Like a lot of young people, I grew up with pretty intense social anxiety. Then that anxiety became general-purpose anxiety, and suddenly I was one of those kids who was afraid to play outside, talk to new people, or even ask for a refill at a restaurant. I stayed awake worrying pretty much every night.
Of course, you can imagine what kind of an effect that sort of stress has on a kid — I was a great student but terrible at self-care. As I got older, I grew out of a lot of that. In college I was still a good student, but much more laid-back. Even the all-dreaded finals weeks couldn’t phase me. Then I started my first full-time job. I worked hard and wanted to excel, and I was surrounded by supportive coworkers. But every day, I thought to myself, “I’m going to get fired. I’m not smart/assertive/experienced enough to work here.” That stress motivated me to work even harder. But because I hadn’t experienced stress like that for many years, I found it crippling in some ways.
I later learned that there’s a term for these feelings. One day I was talking to a trusted coworker about what I felt and she said, “Oh, that’s imposter syndrome. Pretty much everyone feels like that sometimes.” I was shocked. I thought I was this stressed island, but in reality, most people around me felt the same way. That validation was a huge relief, but it didn’t change the fact that I still sometimes felt like what I was putting out wasn’t quite good enough. I needed to find a way to be a productive employee without getting caught up in feelings of self-doubt.
Strategies for Managing Anxiety at Work
Unmanaged workplace anxiety can have long-lasting, damaging impacts on even highly motivated employees. With this in mind, I’ve implemented some strategies to help manage and utilize my workplace stress.

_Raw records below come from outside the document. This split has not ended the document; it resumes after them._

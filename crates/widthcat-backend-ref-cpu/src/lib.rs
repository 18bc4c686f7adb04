//! Host-memory reference device for `widthcat`.
//!
//! Implements the device traits on plain byte buffers and emulates the
//! `concatenate_width_x2` routine work item by work item, so configure and run
//! can be exercised end to end without an accelerator.

pub mod buffer;
pub mod concat;
pub mod device;
pub mod queue;

pub use buffer::{Element, HostBuffer};
pub use concat::{ConcatProgram, StorageKind};
pub use device::{HostDevice, HostKernel};
pub use queue::{HostQueue, Launch};

/// Host tensor: descriptor plus its backing allocation.
pub type HostTensor = widthcat::tensor::DeviceTensor<HostBuffer>;
//! Argument binding and launch helpers shared by every kernel.

use crate::error::{KernelError, KernelResult};
use crate::tensor::DeviceTensor;
use crate::window::Window;

use super::{CommandQueue, KernelArg, KernelHandle, NdRange};

const TENSOR_4D_DIMS: usize = 4;

/// Slots one 4D tensor occupies: the buffer, a `(stride, stride * step)` pair
/// per dimension and the byte offset of the slice's first element.
pub const fn num_arguments_per_4d_tensor() -> usize {
    2 + 2 * TENSOR_4D_DIMS
}

fn to_u32(value: i64, what: &str) -> KernelResult<u32> {
    u32::try_from(value)
        .map_err(|_| KernelError::runtime(format!("{what} {value} does not fit a u32 argument")))
}

/// Binds `tensor` for `window` starting at slot `*idx` and advances `*idx` past it.
pub fn add_4d_tensor_argument<K: KernelHandle>(
    idx: &mut usize,
    kernel: &mut K,
    tensor: &DeviceTensor<K::Buffer>,
    window: &Window,
) -> KernelResult<()> {
    let strides = tensor.info.strides_in_bytes();

    kernel.set_arg(*idx, KernelArg::Buffer(tensor.buffer.clone()))?;
    *idx += 1;

    let mut offset = tensor.info.offset_first_element_in_bytes() as i64;
    for (axis, stride) in strides.iter().take(TENSOR_4D_DIMS).enumerate() {
        let dim = window.dimension(axis);
        let stride = *stride as i64;
        kernel.set_arg(*idx, KernelArg::U32(to_u32(stride, "stride")?))?;
        kernel.set_arg(
            *idx + 1,
            KernelArg::U32(to_u32(stride * dim.step(), "step stride")?),
        )?;
        *idx += 2;
        offset += dim.start() * stride;
    }

    kernel.set_arg(*idx, KernelArg::U32(to_u32(offset, "first element offset")?))?;
    *idx += 1;
    Ok(())
}

/// Launches `kernel` over `window` on `queue`.
///
/// Empty windows are skipped. The local size hint is dropped unless it evenly
/// divides the global size.
pub fn enqueue<Q: CommandQueue>(
    queue: &mut Q,
    kernel: &Q::Kernel,
    window: &Window,
    lws_hint: Option<NdRange>,
) -> KernelResult<()> {
    let global = NdRange::global_for(window);
    if global.is_empty() {
        tracing::trace!(kernel = kernel.name(), "skipping empty launch");
        return Ok(());
    }
    let local = lws_hint.filter(|lws| lws.divides(&global));
    tracing::trace!(kernel = kernel.name(), ?global, ?local, "enqueue");
    queue.enqueue(kernel, global, local)
}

Here are a few tactics I use every day:
1. Talk It Out
Social anxiety in the workplace can prevent you from making meaningful relationships with the people you work with. However, finding a few trusted coworkers to help you talk through your struggles will build a support network and prevent the isolation that can come with going through it alone. In addition, you may find that other people are feeling the same things you are; like my coworker who educated me about imposter syndrome, a welcoming ear and the willingness to be upfront about what you’re feeling can help you find others who feel like you do and work through solutions together.
2. Create Quiet Moments in Your Day
Most people take breaks periodically throughout their workdays. It’s normal to step away from the keyboard for a few minutes sometimes, especially if you’re feeling overwhelmed. Take the time to find tactics that work for you. For me, a walk outside or a few minutes of a podcast can help me breathe for a bit and allows me to refocus my energies on my work without getting caught up in stress. Sometimes it’s as simple as getting away from your desk.

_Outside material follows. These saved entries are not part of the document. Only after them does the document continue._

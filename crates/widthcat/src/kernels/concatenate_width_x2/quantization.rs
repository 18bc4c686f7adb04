use crate::tensor::{tensors_have_different_quantization_info, QuantizationInfo, TensorInfo};

/// Affine parameters of both inputs and the output, emitted when values must be rescaled.
#[derive(Debug, Clone, Copy, PartialEq)]
pub struct RequantizationParams {
    pub input1: QuantizationInfo,
    pub input2: QuantizationInfo,
    pub output: QuantizationInfo,
}

/// Returns the rescale parameters when the type is affine-quantized and the
/// three tensors do not share one quantization. Otherwise the kernel copies bytes.
pub fn resolve_requantization(
    input1: &TensorInfo,
    input2: &TensorInfo,
    output: &TensorInfo,
) -> Option<RequantizationParams> {
    if !input1.dtype().is_quantized_asymmetric() {
        return None;
    }
    if !tensors_have_different_quantization_info(output, &[input1, input2]) {
        return None;
    }
    Some(RequantizationParams {
        input1: input1.uniform_quantization(),
        input2: input2.uniform_quantization(),
        output: output.uniform_quantization(),
    })
}
//! Kernel variants and the dispatch table keyed by operation name.

pub mod concatenate_width_x2;

use crate::device::{CommandQueue, CompileContext, ComputeDevice, DeviceCaps, KernelHandle};
use crate::error::{KernelError, KernelResult};
use crate::tensor::{TensorInfo, TensorPack};
use crate::window::Window;

use concatenate_width_x2::ConcatenateWidthX2Kernel;

/// Lifecycle of a kernel instance.
#[derive(Debug, Clone, Copy, PartialEq, Eq, Hash)]
pub enum KernelStateTag {
    Unconfigured,
    Configured,
}

type ValidateFn = fn(&[&TensorInfo], &TensorInfo, &DeviceCaps) -> KernelResult<()>;

/// One entry of the dispatch table.
pub struct OpDescriptor {
    pub name: &'static str,
    pub num_inputs: usize,
    validate: ValidateFn,
}

static OPS: &[OpDescriptor] = &[OpDescriptor {
    name: concatenate_width_x2::KERNEL_NAME,
    num_inputs: 2,
    validate: validate_concatenate_width_x2,
}];

fn validate_concatenate_width_x2(
    inputs: &[&TensorInfo],
    output: &TensorInfo,
    caps: &DeviceCaps,
) -> KernelResult<()> {
    match inputs {
        [input1, input2] => concatenate_width_x2::validate(input1, input2, output, caps),
        _ => Err(missing_inputs(concatenate_width_x2::KERNEL_NAME, 2, inputs.len())),
    }
}

fn missing_inputs(op: &str, expected: usize, got: usize) -> KernelError {
    KernelError::invalid_argument(format!(
        "{op} expects {expected} source descriptors, got {got}"
    ))
}

pub fn lookup(op: &str) -> KernelResult<&'static OpDescriptor> {
    OPS.iter()
        .find(|entry| entry.name == op)
        .ok_or_else(|| KernelError::invalid_argument(format!("unknown operation '{op}'")))
}

pub fn list_ops() -> Vec<&'static str> {
    OPS.iter().map(|entry| entry.name).collect()
}

/// Checks whether `op` accepts these descriptors. Never mutates anything.
pub fn validate(
    op: &str,
    inputs: &[&TensorInfo],
    output: &TensorInfo,
    caps: &DeviceCaps,
) -> KernelResult<()> {
    let entry = lookup(op)?;
    if inputs.len() != entry.num_inputs {
        return Err(missing_inputs(op, entry.num_inputs, inputs.len()));
    }
    (entry.validate)(inputs, output, caps)
}

/// A kernel instance of any registered operation.
pub enum Kernel<K> {
    ConcatenateWidthX2(ConcatenateWidthX2Kernel<K>),
}

impl<K: KernelHandle> Kernel<K> {
    /// Creates an unconfigured instance of `op`.
    pub fn create(op: &str) -> KernelResult<Self> {
        let entry = lookup(op)?;
        match entry.name {
            concatenate_width_x2::KERNEL_NAME => {
                Ok(Kernel::ConcatenateWidthX2(ConcatenateWidthX2Kernel::new()))
            }
            other => Err(KernelError::invalid_argument(format!(
                "operation '{other}' has no kernel"
            ))),
        }
    }

    pub fn name(&self) -> &'static str {
        match self {
            Kernel::ConcatenateWidthX2(_) => concatenate_width_x2::KERNEL_NAME,
        }
    }

    pub fn state(&self) -> KernelStateTag {
        match self {
            Kernel::ConcatenateWidthX2(kernel) => kernel.state(),
        }
    }

    pub fn window(&self) -> Option<&Window> {
        match self {
            Kernel::ConcatenateWidthX2(kernel) => kernel.window(),
        }
    }

    pub fn configure<D>(
        &mut self,
        context: &CompileContext<D>,
        inputs: &mut [&mut TensorInfo],
        output: &mut TensorInfo,
    ) -> KernelResult<()>
    where
        D: ComputeDevice<Kernel = K, Buffer = K::Buffer>,
    {
        let count = inputs.len();
        match self {
            Kernel::ConcatenateWidthX2(kernel) => match inputs {
                [input1, input2] => kernel.configure(context, input1, input2, output),
                _ => Err(missing_inputs(concatenate_width_x2::KERNEL_NAME, 2, count)),
            },
        }
    }

    pub fn run_op<Q>(
        &mut self,
        tensors: &TensorPack<'_, K::Buffer>,
        window: &Window,
        queue: &mut Q,
    ) -> KernelResult<()>
    where
        Q: CommandQueue<Kernel = K>,
    {
        match self {
            Kernel::ConcatenateWidthX2(kernel) => kernel.run_op(tensors, window, queue),
        }
    }
}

Claire Goodwin, office manager for Joseph Farzam Law Firm, says, “Taking time out, stepping out of the office, and re-directing my attention to tasks of lower consequence can also help to pull me back from the edge when things start to get bad.”

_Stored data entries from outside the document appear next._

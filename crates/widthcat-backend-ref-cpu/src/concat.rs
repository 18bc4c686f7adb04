//! Host emulation of the `concatenate_width_x2` device routine.
//!
//! Every work item reproduces the accelerator's vector loads, optional
//! requantization, lane select and vector store, so out-of-bounds accesses
//! that padding should have covered surface as `Device` errors.

use widthcat::build_options::BuildOptions;
use widthcat::device::{num_arguments_per_4d_tensor, KernelArg, NdRange};
use widthcat::error::{KernelError, KernelResult};

use crate::buffer::HostBuffer;

/// Storage type named by the `DATA_TYPE` define.
#[derive(Debug, Clone, Copy, PartialEq, Eq)]
pub enum StorageKind {
    U8,
    I8,
    U16,
    I16,
    U32,
    I32,
    F16,
    F32,
}

impl StorageKind {
    fn from_device_name(name: &str) -> Option<Self> {
        Some(match name {
            "uchar" => StorageKind::U8,
            "char" => StorageKind::I8,
            "ushort" => StorageKind::U16,
            "short" => StorageKind::I16,
            "uint" => StorageKind::U32,
            "int" => StorageKind::I32,
            "half" => StorageKind::F16,
            "float" => StorageKind::F32,
            _ => return None,
        })
    }

    pub fn size(self) -> usize {
        match self {
            StorageKind::U8 | StorageKind::I8 => 1,
            StorageKind::U16 | StorageKind::I16 | StorageKind::F16 => 2,
            StorageKind::U32 | StorageKind::I32 | StorageKind::F32 => 4,
        }
    }

    fn integer_range(self) -> Option<(i64, i64)> {
        match self {
            StorageKind::U8 => Some((0, i64::from(u8::MAX))),
            StorageKind::I8 => Some((i64::from(i8::MIN), i64::from(i8::MAX))),
            StorageKind::U16 => Some((0, i64::from(u16::MAX))),
            StorageKind::I16 => Some((i64::from(i16::MIN), i64::from(i16::MAX))),
            _ => None,
        }
    }

    fn load(self, bytes: &[u8]) -> i64 {
        match self {
            StorageKind::U8 => i64::from(bytes[0]),
            StorageKind::I8 => i64::from(bytes[0] as i8),
            StorageKind::U16 => i64::from(u16::from_le_bytes([bytes[0], bytes[1]])),
            StorageKind::I16 => i64::from(i16::from_le_bytes([bytes[0], bytes[1]])),
            _ => 0,
        }
    }

    fn store(self, value: i64, out: &mut [u8]) {
        match self {
            StorageKind::U8 | StorageKind::I8 => out[0] = value as u8,
            StorageKind::U16 | StorageKind::I16 => {
                out.copy_from_slice(&(value as u16).to_le_bytes())
            }
            _ => {}
        }
    }
}

/// `(offset, scale)` of one tensor in the requantization path.
#[derive(Debug, Clone, Copy, PartialEq)]
pub struct AffineParams {
    pub offset: f32,
    pub scale: f32,
}

#[derive(Debug, Clone, Copy, PartialEq)]
pub struct Requantization {
    pub input1: AffineParams,
    pub input2: AffineParams,
    pub output: AffineParams,
}

/// `(q - offset_in) * scale_in / scale_out + offset_out`, rounded half to even and
/// saturated to `range`, in the order the device routine evaluates it.
fn requantize(value: i64, input: AffineParams, output: AffineParams, range: (i64, i64)) -> i64 {
    let rescaled = (value as f32 - input.offset) * input.scale / output.scale + output.offset;
    (rescaled.round_ties_even() as i64).clamp(range.0, range.1)
}

/// The routine specialised by its build options.
#[derive(Debug, Clone, PartialEq)]
pub struct ConcatProgram {
    pub storage: StorageKind,
    pub vec_size: usize,
    pub depth: usize,
    pub input1_width: usize,
    pub element_size: usize,
    pub requantization: Option<Requantization>,
}

const REQUANT_KEYS: [&str; 6] = [
    "OFFSET_IN1",
    "SCALE_IN1",
    "OFFSET_IN2",
    "SCALE_IN2",
    "OFFSET_OUT",
    "SCALE_OUT",
];

impl ConcatProgram {
    pub fn from_options(options: &BuildOptions) -> KernelResult<Self> {
        let data_type = required(options, "DATA_TYPE")?;
        let storage = StorageKind::from_device_name(data_type)
            .ok_or_else(|| KernelError::device(format!("unsupported DATA_TYPE '{data_type}'")))?;
        let program = Self {
            storage,
            vec_size: parse_usize(options, "VEC_SIZE")?,
            depth: parse_usize(options, "DEPTH")?,
            input1_width: parse_usize(options, "INPUT1_WIDTH")?,
            element_size: parse_usize(options, "ELEMENT_SIZE")?,
            requantization: parse_requantization(options)?,
        };
        if program.vec_size == 0 || program.depth == 0 {
            return Err(KernelError::device("VEC_SIZE and DEPTH must be non-zero"));
        }
        if program.element_size != storage.size() {
            return Err(KernelError::device(format!(
                "ELEMENT_SIZE {} does not match DATA_TYPE '{data_type}'",
                program.element_size
            )));
        }
        if program.requantization.is_some() && storage.integer_range().is_none() {
            return Err(KernelError::device(format!(
                "requantization is not available for DATA_TYPE '{data_type}'"
            )));
        }
        Ok(program)
    }

    /// Runs every work item of `global` against the bound `args`.
    pub fn execute(
        &self,
        args: &[Option<KernelArg<HostBuffer>>],
        global: NdRange,
    ) -> KernelResult<()> {
        let per_tensor = num_arguments_per_4d_tensor();
        let src1 = TensorArg::from_args(args, 0)?;
        let src2 = TensorArg::from_args(args, per_tensor)?;
        let dst = TensorArg::from_args(args, 2 * per_tensor)?;
        let pad_right = i64::from(scalar(args, 3 * per_tensor)?);
        let pad_left = i64::from(scalar(args, 3 * per_tensor + 1)?);

        let vec = self.vec_size as i64;
        let width1 = self.input1_width as i64;
        let depth = self.depth as i64;
        let esize = self.element_size;
        let mut values = vec![0u8; self.vec_size * esize];

        for gz in 0..global.z as i64 {
            let (z, w) = (gz % depth, gz / depth);
            for y in 0..global.y as i64 {
                for gx in 0..global.x as i64 {
                    let x = gx * vec;
                    let x1 = x.min(width1 + pad_right - vec);
                    let x2 = (x - width1).max(-pad_left);

                    let chunk = values.len();
                    let src1_values = src1.buffer.read(src1.address(x1, y, z, w), chunk)?;
                    let src2_values = src2.buffer.read(src2.address(x2, y, z, w), chunk)?;

                    for lane in 0..self.vec_size {
                        let from_input1 = x + (lane as i64) < width1;
                        let bytes = lane * esize..(lane + 1) * esize;
                        let (source, params) = if from_input1 {
                            let params = self.requantization.map(|r| r.input1);
                            (&src1_values[bytes.clone()], params)
                        } else {
                            let params = self.requantization.map(|r| r.input2);
                            (&src2_values[bytes.clone()], params)
                        };
                        match (params, self.requantization, self.storage.integer_range()) {
                            (Some(params), Some(requant), Some(range)) => {
                                let value = requantize(
                                    self.storage.load(source),
                                    params,
                                    requant.output,
                                    range,
                                );
                                self.storage.store(value, &mut values[bytes]);
                            }
                            _ => values[bytes].copy_from_slice(source),
                        }
                    }

                    dst.buffer.write(dst.address(x, y, z, w), &values)?;
                }
            }
        }
        Ok(())
    }
}

/// One tensor's bound arguments: buffer, per-axis byte strides and first-element offset.
struct TensorArg<'a> {
    buffer: &'a HostBuffer,
    strides: [i64; 4],
    offset: i64,
}

impl<'a> TensorArg<'a> {
    fn from_args(args: &'a [Option<KernelArg<HostBuffer>>], first: usize) -> KernelResult<Self> {
        let buffer = match args.get(first) {
            Some(Some(KernelArg::Buffer(buffer))) => buffer,
            _ => {
                return Err(KernelError::device(format!(
                    "argument {first} is not a bound buffer"
                )))
            }
        };
        let mut strides = [0i64; 4];
        for (axis, stride) in strides.iter_mut().enumerate() {
            *stride = i64::from(scalar(args, first + 1 + 2 * axis)?);
        }
        let offset = i64::from(scalar(args, first + 9)?);
        Ok(Self {
            buffer,
            strides,
            offset,
        })
    }

    fn address(&self, x: i64, y: i64, z: i64, w: i64) -> i64 {
        self.offset
            + x * self.strides[0]
            + y * self.strides[1]
            + z * self.strides[2]
            + w * self.strides[3]
    }
}

fn scalar(args: &[Option<KernelArg<HostBuffer>>], index: usize) -> KernelResult<u32> {
    match args.get(index) {
        Some(Some(KernelArg::U32(value))) => Ok(*value),
        _ => Err(KernelError::device(format!(
            "argument {index} is not a bound u32 scalar"
        ))),
    }
}

fn required<'a>(options: &'a BuildOptions, key: &str) -> KernelResult<&'a str> {
    options
        .get(key)
        .ok_or_else(|| KernelError::device(format!("missing build option {key}")))
}

fn parse_usize(options: &BuildOptions, key: &str) -> KernelResult<usize> {
    let value = required(options, key)?;
    value
        .parse()
        .map_err(|_| KernelError::device(format!("build option {key}={value} is not an integer")))
}

fn parse_float(options: &BuildOptions, key: &str) -> KernelResult<f32> {
    let value = required(options, key)?;
    value
        .trim_end_matches('f')
        .parse()
        .map_err(|_| KernelError::device(format!("build option {key}={value} is not a number")))
}

fn parse_requantization(options: &BuildOptions) -> KernelResult<Option<Requantization>> {
    let present = REQUANT_KEYS.iter().filter(|key| options.contains(key)).count();
    if present == 0 {
        return Ok(None);
    }
    if present != REQUANT_KEYS.len() {
        return Err(KernelError::device(format!(
            "requantization needs all of {}",
            REQUANT_KEYS.join(", ")
        )));
    }
    let params = |offset: &str, scale: &str| -> KernelResult<AffineParams> {
        Ok(AffineParams {
            offset: parse_float(options, offset)?,
            scale: parse_float(options, scale)?,
        })
    };
    Ok(Some(Requantization {
        input1: params("OFFSET_IN1", "SCALE_IN1")?,
        input2: params("OFFSET_IN2", "SCALE_IN2")?,
        output: params("OFFSET_OUT", "SCALE_OUT")?,
    }))
}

3. Find the Root of Your Anxiety
Some anxieties come from an internal source, often deep-rooted, and can take a lot of effort to overcome. However, some of our anxieties come from tangible external sources.
When I’m starting to feel stress coming on, I try to take a step back and identify what’s feeding into those negative feelings. Maybe there’s a deadline coming up soon, or maybe I’m taking on too many projects at once. Being in-tune with those triggers and facing them head-on can help resolve the problems you’re having and nip that anxiety in the bud.
Goodwin describes it like this: “A huge part of anxiety is the unknown. I now make a point of eliminating as many variables and anticipating as many outcomes as possible. Having a contingency plan keeps me in control even when things are not going as planned. The act of implementing boundaries and maintaining control helps to keep my anxiety at bay.”
4. Turn Your Stress into a Weapon of Success
Although stress is something most of us experience at work, it doesn’t have to be a bad thing.
Courtenay Stevens, a writer at HowtoWatch.com, says, “My anxiety often propels me to push myself harder and farther. I think it's fueled a lot by the fact that I'm a woman and a working mom. I constantly feel anxious that my peers don't think I belong. That anxiety makes me eager to prove that I deserve a place at the table. Some of my best work has been the result of anxiety.”
Stress as a Motivator
Using your stress as a motivator can keep you constantly on your toes. Today, I still struggle with a lot of workplace-related anxiety. But I find that now I can use it as a motivator instead of as a roadblock, and it has made me not only a better employee but a happier person.